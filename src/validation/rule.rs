//! Declarative validation rules

/// What a [`Validation`] checks
#[derive(Debug, Clone, PartialEq, Eq)]
pub enum Rule {
    /// Not null, and not empty when a string
    Presence,
    /// Character count bounds, both inclusive
    Length {
        min: Option<usize>,
        max: Option<usize>,
    },
    /// No other stored row shares the value (and the `scope` columns)
    Uniqueness { scope: Vec<String> },
    /// The field holds the id of an existing row in `table`
    BelongsTo { table: String },
}

/// One rule bound to one field
///
/// A record declares an ordered list of these; they are all evaluated and
/// every failure is collected.
#[derive(Debug, Clone, PartialEq, Eq)]
pub struct Validation {
    pub field: String,
    pub rule: Rule,
}

impl Validation {
    pub fn new(field: impl Into<String>, rule: Rule) -> Self {
        Self {
            field: field.into(),
            rule,
        }
    }

    pub fn presence(field: impl Into<String>) -> Self {
        Self::new(field, Rule::Presence)
    }

    pub fn length(field: impl Into<String>, min: Option<usize>, max: Option<usize>) -> Self {
        Self::new(field, Rule::Length { min, max })
    }

    pub fn minimum(field: impl Into<String>, min: usize) -> Self {
        Self::length(field, Some(min), None)
    }

    pub fn maximum(field: impl Into<String>, max: usize) -> Self {
        Self::length(field, None, Some(max))
    }

    /// Unique across the whole table
    pub fn uniqueness(field: impl Into<String>) -> Self {
        Self::new(field, Rule::Uniqueness { scope: Vec::new() })
    }

    /// `{association}_id` must reference a stored row of `table`
    pub fn belongs_to(association: &str, table: impl Into<String>) -> Self {
        Self::new(format!("{association}_id"), Rule::BelongsTo { table: table.into() })
    }

    /// Unique among rows that share the `scope` columns
    pub fn uniqueness_scoped(field: impl Into<String>, scope: &[&str]) -> Self {
        Self::new(
            field,
            Rule::Uniqueness {
                scope: scope.iter().map(|s| s.to_string()).collect(),
            },
        )
    }
}
impl ChangeTable<'_> {
    /// Add a column of any type
    pub fn column(&mut self, name: &str, column_type: ColumnType) -> NewColumn<'_> {
        self.operations.push(SchemaOp::AddColumn {
            table: self.table.clone(),
            column: ColumnDef::new(name, column_type),
        });
        let position = self.operations.len() - 1;
        NewColumn {
            table: &self.table,
            operations: self.operations,
            position,
        }
    }

    pub fn string(&mut self, name: &str) -> NewColumn<'_> {
        self.column(name, ColumnType::String)
    }

    pub fn text(&mut self, name: &str) -> NewColumn<'_> {
        self.column(name, ColumnType::Text)
    }

    pub fn integer(&mut self, name: &str) -> NewColumn<'_> {
        self.column(name, ColumnType::Integer)
    }

    pub fn bigint(&mut self, name: &str) -> NewColumn<'_> {
        self.column(name, ColumnType::BigInteger)
    }

    pub fn decimal(&mut self, name: &str, precision: u32, scale: u32) -> NewColumn<'_> {
        self.column(name, ColumnType::Decimal { precision, scale })
    }

    pub fn datetime(&mut self, name: &str) -> NewColumn<'_> {
        self.column(name, ColumnType::DateTime)
    }

    pub fn boolean(&mut self, name: &str) -> NewColumn<'_> {
        self.column(name, ColumnType::Boolean)
    }

    /// Nullable `created_at` / `updated_at`; existing rows have no value for them
    pub fn timestamps(&mut self) {
        self.datetime("created_at");
        self.datetime("updated_at");
    }

    /// Remove columns without recording their type; rollback will refuse
    pub fn remove(&mut self, columns: &[&str]) {
        for column in columns {
            self.operations.push(SchemaOp::RemoveColumn {
                table: self.table.clone(),
                column: (*column).to_string(),
                definition: None,
            });
        }
    }

    /// Remove a column, recording its type so rollback can recreate it
    pub fn remove_typed(&mut self, column: &str, column_type: ColumnType) {
        self.operations.push(SchemaOp::RemoveColumn {
            table: self.table.clone(),
            column: column.to_string(),
            definition: Some(ColumnDef::new(column, column_type)),
        });
    }

    pub fn rename(&mut self, from: &str, to: &str) {
        self.operations.push(SchemaOp::RenameColumn {
            table: self.table.clone(),
            from: from.to_string(),
            to: to.to_string(),
        });
    }

    /// Add an index; returns it for `unique()` / `named()`
    pub fn index(&mut self, columns: &[&str]) -> NewIndex<'_> {
        let index = IndexDef::new(&self.table, columns);
        push_index(self.operations, &self.table, index)
    }

    /// Remove the conventionally named index over `columns` (reversible)
    pub fn remove_index(&mut self, columns: &[&str]) {
        let index = IndexDef::new(&self.table, columns);
        self.operations.push(SchemaOp::RemoveIndex {
            table: self.table.clone(),
            name: index.name.clone(),
            definition: Some(index),
        });
    }

    /// Add an indexed `{name}_id` bigint column, optionally with a foreign key
    pub fn references(&mut self, name: &str, to_table: &str, on_delete: Option<OnDelete>) {
        let column = format!("{name}_id");
        self.bigint(&column).index();
        if let Some(action) = on_delete {
            let mut foreign_key = ForeignKeyDef::new(column, to_table);
            foreign_key.on_delete(action);
            self.operations.push(SchemaOp::AddForeignKey {
                table: self.table.clone(),
                foreign_key,
            });
        }
    }
}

====

If a line in the records contains the word "scope", copy it out.

    /// No other stored row shares the value (and the `scope` columns)
    Uniqueness { scope: Vec<String> },
        Self::new(field, Rule::Uniqueness { scope: Vec::new() })
    /// Unique among rows that share the `scope` columns
    pub fn uniqueness_scoped(field: impl Into<String>, scope: &[&str]) -> Self {
                scope: scope.iter().map(|s| s.to_string()).collect(),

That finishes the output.